17 Haziran 2015 Çarşamba

Şirk Orucu Bozar


 Bilindiği üzere oruç müslümanlara farz olan bir ibadettir ve müşrik bir kafire niçin oruç tutmuyorsun hesabı sorulmaz. Zira bu hesabın sorulabilmesi için evvela bu kişinin müslüman olması icab eder. Fıkıh kitaplarımızda da bu sebepten ötürü orucu bozan halleden bahsederken haklı olarak ‘yeme, içme ve cima’ kapsamına giren konular üzerinde değerlendirmeler yapılmış, fetvalar bu hususlar üzerine verilmiştir. Ne var ki, devran dönüp dolaştı ve insanlar tekrar cahiliyye hayatına döndü.
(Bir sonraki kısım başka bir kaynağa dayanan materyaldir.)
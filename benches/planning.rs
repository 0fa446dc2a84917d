//! Criterion benchmarks for full trip-planning runs.
//!
//! Run with: cargo bench --bench planning

use criterion::{black_box, criterion_group, criterion_main, BenchmarkId, Criterion};
use rand::SeedableRng;
use rand_chacha::ChaCha8Rng;

use harvest_planner::agent::{AgentSnapshot, AlwaysAllowed, DeviceReading, ModelClock};
use harvest_planner::attraction::{LocationValueMaps, LocationValueStore};
use harvest_planner::core::types::{Cell, DeviceId};
use harvest_planner::geography::{BanLayer, Euclidean};
use harvest_planner::planning::{ActionKind, PlanningEnv, TripPlanner};
use harvest_planner::PlannerConfig;

fn fixture(devices: u32) -> (AgentSnapshot, LocationValueMaps) {
    let config = PlannerConfig::default();
    let mut agent = AgentSnapshot::new(Cell::new(0, 25), 10.0);
    agent.sets_allowance = 200;
    agent.sets_remaining = 200;
    agent.devices_in_stock = 100;
    agent.deployed_devices = (0..devices)
        .map(|i| DeviceReading {
            device: DeviceId::new(i),
            cell: Cell::new((i as i32 * 17) % 50, (i as i32 * 31) % 50),
            value: 5_000.0 + (i % 13) as f64 * 400.0,
        })
        .collect();

    let mut maps = LocationValueMaps::new();
    for kind in [ActionKind::Deploy, ActionKind::FishUnassociated, ActionKind::SetForeign] {
        let seed = (0..config.location_values.capacity as i32)
            .map(|i| (Cell::new((i * 7) % 50, (i * 11) % 50), 50.0 + i as f64));
        maps.insert(LocationValueStore::from_config(kind, &config.location_values).seeded(seed));
    }
    (agent, maps)
}

fn bench_plan_new_trip(c: &mut Criterion) {
    let config = PlannerConfig::default();
    let mut group = c.benchmark_group("plan_new_trip");

    for devices in [10u32, 100, 500] {
        let (agent, maps) = fixture(devices);
        group.bench_with_input(BenchmarkId::from_parameter(devices), &devices, |b, _| {
            let mut planner = TripPlanner::from_config(&config, &BanLayer::new()).unwrap();
            let env = PlanningEnv {
                agent: &agent,
                location_values: &maps,
                distance: &Euclidean::default(),
                oracle: &AlwaysAllowed,
                clock: ModelClock::default(),
            };
            let mut rng = ChaCha8Rng::seed_from_u64(1);
            b.iter(|| black_box(planner.plan_new_trip(&env, &mut rng)));
        });
    }
    group.finish();
}

criterion_group!(benches, bench_plan_new_trip);
criterion_main!(benches);
//! The seam between the trip planner and per-kind candidate logic

use rand_chacha::ChaCha8Rng;

use crate::agent::{AgentSnapshot, LegalityOracle, ModelClock};
use crate::attraction::location_values::LocationValueMaps;
use crate::geography::distance::Distance;
use crate::planning::action::{ActionKind, PlannedAction};
use crate::planning::plan::Plan;

/// World state a planning run reads but never mutates
#[derive(Clone, Copy)]
pub struct PlanningEnv<'a> {
    pub agent: &'a AgentSnapshot,
    pub location_values: &'a LocationValueMaps,
    pub distance: &'a dyn Distance,
    pub oracle: &'a dyn LegalityOracle,
    pub clock: ModelClock,
}

/// Environment plus the plan built so far
pub struct PlanningContext<'a> {
    pub env: PlanningEnv<'a>,
    pub plan: &'a Plan,
}

impl<'a> PlanningContext<'a> {
    pub fn agent(&self) -> &AgentSnapshot {
        self.env.agent
    }
}

/// Proposes candidate actions of one kind
///
/// A generator keeps whatever per-trip bookkeeping it needs between calls;
/// the planner calls `start` once per fresh trip.
pub trait ActionGenerator {
    fn kind(&self) -> ActionKind;

    /// Reset per-trip state before a new plan is built
    fn start(&mut self, _ctx: &PlanningContext, _rng: &mut ChaCha8Rng) {}

    /// Operational cap on how many actions of this kind one trip may hold
    fn remaining_budget(&self, ctx: &PlanningContext) -> u32;

    /// Draw one candidate, `None` when this kind has nothing left to offer
    fn next_candidate(&mut self, ctx: &PlanningContext, rng: &mut ChaCha8Rng) -> Option<PlannedAction>;

    /// Called before an existing plan is rebuilt from the agent's position
    fn prepare_for_replanning(&mut self, _ctx: &PlanningContext, _rng: &mut ChaCha8Rng) {}
}
//! Map geometry consumed by the planner: distances, spatial groups, bans

pub mod discretization;
pub mod distance;
pub mod hazard;

pub use discretization::MapDiscretization;
pub use distance::{Distance, Euclidean, Manhattan};
pub use hazard::{BanLayer, BannedArea};
//! Weighted-draw generator over a location value store
//!
//! Draws a discretization group with probability proportional to the value it
//! holds, then a cell inside the group proportionally to cell value. Used for
//! every kind whose targets are places rather than specific devices.

use rand::distributions::{Distribution, WeightedIndex};
use rand_chacha::ChaCha8Rng;

use crate::agent::AgentSnapshot;
use crate::attraction::modulator::LocalModulator;
use crate::core::config::PlannerConfig;
use crate::core::error::{PlannerError, Result};
use crate::core::types::{Cell, Hours};
use crate::geography::discretization::MapDiscretization;
use crate::geography::hazard::BanLayer;
use crate::planning::action::{ActionKind, PlannedAction};
use crate::planning::generator::{ActionGenerator, PlanningContext};

/// Everything about an action except where it happens
#[derive(Debug, Clone, Copy, PartialEq)]
pub enum ActionTemplate {
    Deploy {
        delay_hours: Hours,
    },
    FishUnassociated {
        set_hours: Hours,
        search_hours: Hours,
    },
    SetForeign {
        set_hours: Hours,
        hours_wasted_if_empty: Hours,
        minimum_value: f64,
    },
}

impl ActionTemplate {
    pub fn from_config(kind: ActionKind, config: &PlannerConfig) -> Result<Self> {
        let d = &config.durations;
        match kind {
            ActionKind::Deploy => Ok(ActionTemplate::Deploy {
                delay_hours: d.deployment_delay_hours,
            }),
            ActionKind::FishUnassociated => Ok(ActionTemplate::FishUnassociated {
                set_hours: d.unassociated_set_hours,
                search_hours: d.unassociated_search_hours,
            }),
            ActionKind::SetForeign => Ok(ActionTemplate::SetForeign {
                set_hours: d.foreign_set_hours,
                hours_wasted_if_empty: d.failed_search_hours,
                minimum_value: config.draws.minimum_foreign_value,
            }),
            ActionKind::SetOwn => Err(PlannerError::InvalidConfig(
                "own-device sets target devices, not drawn locations".into(),
            )),
        }
    }

    pub fn kind(&self) -> ActionKind {
        match self {
            ActionTemplate::Deploy { .. } => ActionKind::Deploy,
            ActionTemplate::FishUnassociated { .. } => ActionKind::FishUnassociated,
            ActionTemplate::SetForeign { .. } => ActionKind::SetForeign,
        }
    }

    pub fn at(&self, cell: Cell) -> PlannedAction {
        match *self {
            ActionTemplate::Deploy { delay_hours } => PlannedAction::Deploy { cell, delay_hours },
            ActionTemplate::FishUnassociated {
                set_hours,
                search_hours,
            } => PlannedAction::FishUnassociated {
                cell,
                set_hours,
                search_hours,
            },
            ActionTemplate::SetForeign {
                set_hours,
                hours_wasted_if_empty,
                minimum_value,
            } => PlannedAction::SetForeign {
                cell,
                set_hours,
                hours_wasted_if_empty,
                minimum_value,
            },
        }
    }
}

#[derive(Debug, Clone)]
pub struct LocationDrawGenerator {
    template: ActionTemplate,
    discretization: MapDiscretization,
    local: LocalModulator,
    bans: BanLayer,
    trip_cap: Option<u32>,
}

impl LocationDrawGenerator {
    pub fn new(template: ActionTemplate, discretization: MapDiscretization) -> Self {
        Self {
            template,
            discretization,
            local: LocalModulator::can_act_there(),
            bans: BanLayer::new(),
            trip_cap: None,
        }
    }

    /// Generator for `kind` wired from the configuration
    pub fn from_config(kind: ActionKind, config: &PlannerConfig) -> Result<Self> {
        let template = ActionTemplate::from_config(kind, config)?;
        let discretization = MapDiscretization::new(
            config.map.width,
            config.map.height,
            config.draws.columns,
            config.draws.rows,
        )?;
        let mut generator = Self::new(template, discretization);

        let a = &config.attraction;
        match kind {
            ActionKind::Deploy => {
                generator.trip_cap = config.draws.max_deployments_per_trip;
            }
            ActionKind::FishUnassociated => {
                generator.local = LocalModulator::can_act_there()
                    .with_time_since_last_visit(a.unassociated_time_since_visit);
            }
            ActionKind::SetForeign => {
                generator.local =
                    LocalModulator::can_act_there().with_time_since_last_visit(a.foreign_time_since_visit);
            }
            ActionKind::SetOwn => {}
        }
        Ok(generator)
    }

    pub fn with_local_modulator(mut self, local: LocalModulator) -> Self {
        self.local = local;
        self
    }

    pub fn with_bans(mut self, bans: BanLayer) -> Self {
        self.bans = bans;
        self
    }

    pub fn with_trip_cap(mut self, cap: u32) -> Self {
        self.trip_cap = Some(cap);
        self
    }

    /// Drawable cells grouped by discretization group, with their weights
    fn weighted_groups(&self, ctx: &PlanningContext) -> Vec<Vec<(Cell, f64)>> {
        let mut groups = vec![Vec::new(); self.discretization.number_of_groups()];
        let Some(store) = ctx.env.location_values.get(self.template.kind()) else {
            return groups;
        };

        let agent = ctx.agent();
        for (cell, value) in store.all_values() {
            if value <= 0.0 || self.bans.is_banned(cell) {
                continue;
            }
            let travel_hours = ctx.env.distance.distance(agent.position, cell) / agent.speed;
            let weight = value * self.local.modulate(cell, travel_hours, ctx.env.clock, agent, ctx.env.oracle);
            if weight > 0.0 && weight.is_finite() {
                groups[self.discretization.group_of(cell)].push((cell, weight));
            }
        }
        groups
    }

    fn draw(groups: &[Vec<(Cell, f64)>], rng: &mut ChaCha8Rng) -> Option<Cell> {
        let group_weights: Vec<f64> = groups
            .iter()
            .map(|cells| cells.iter().map(|(_, w)| w).sum())
            .collect();
        // fails when every group is empty
        let group = WeightedIndex::new(&group_weights).ok()?.sample(rng);

        let cells = &groups[group];
        let cell = WeightedIndex::new(cells.iter().map(|(_, w)| *w)).ok()?.sample(rng);
        Some(cells[cell].0)
    }
}

impl ActionGenerator for LocationDrawGenerator {
    fn kind(&self) -> ActionKind {
        self.template.kind()
    }

    fn remaining_budget(&self, ctx: &PlanningContext) -> u32 {
        let agent: &AgentSnapshot = ctx.agent();
        let budget = match self.template {
            ActionTemplate::Deploy { .. } => agent.deployable_devices(),
            _ => agent.sets_remaining,
        };
        self.trip_cap.map_or(budget, |cap| budget.min(cap))
    }

    fn next_candidate(&mut self, ctx: &PlanningContext, rng: &mut ChaCha8Rng) -> Option<PlannedAction> {
        let groups = self.weighted_groups(ctx);
        match Self::draw(&groups, rng) {
            Some(cell) => Some(self.template.at(cell)),
            None => {
                tracing::debug!(kind = %self.template.kind(), "no drawable location left");
                None
            }
        }
    }
}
Artık insanlar ufak tefek haramlar bir tarafa şirk ve küfür gibi kişiyi İslam milletinden çıkaran amelleri ekmek peynir yer gibi işlemeye başladılar hem de gafil bir şekilde... Öyle ki, şirk işleyen kişi, şirkinden habersiz bir şekilde oruç tutmaya, namaz kılmaya başladı ve bu ibadetlerin Allah katında geçerli, kendisinin ise doğru yolda olduğunu zanneder oldu.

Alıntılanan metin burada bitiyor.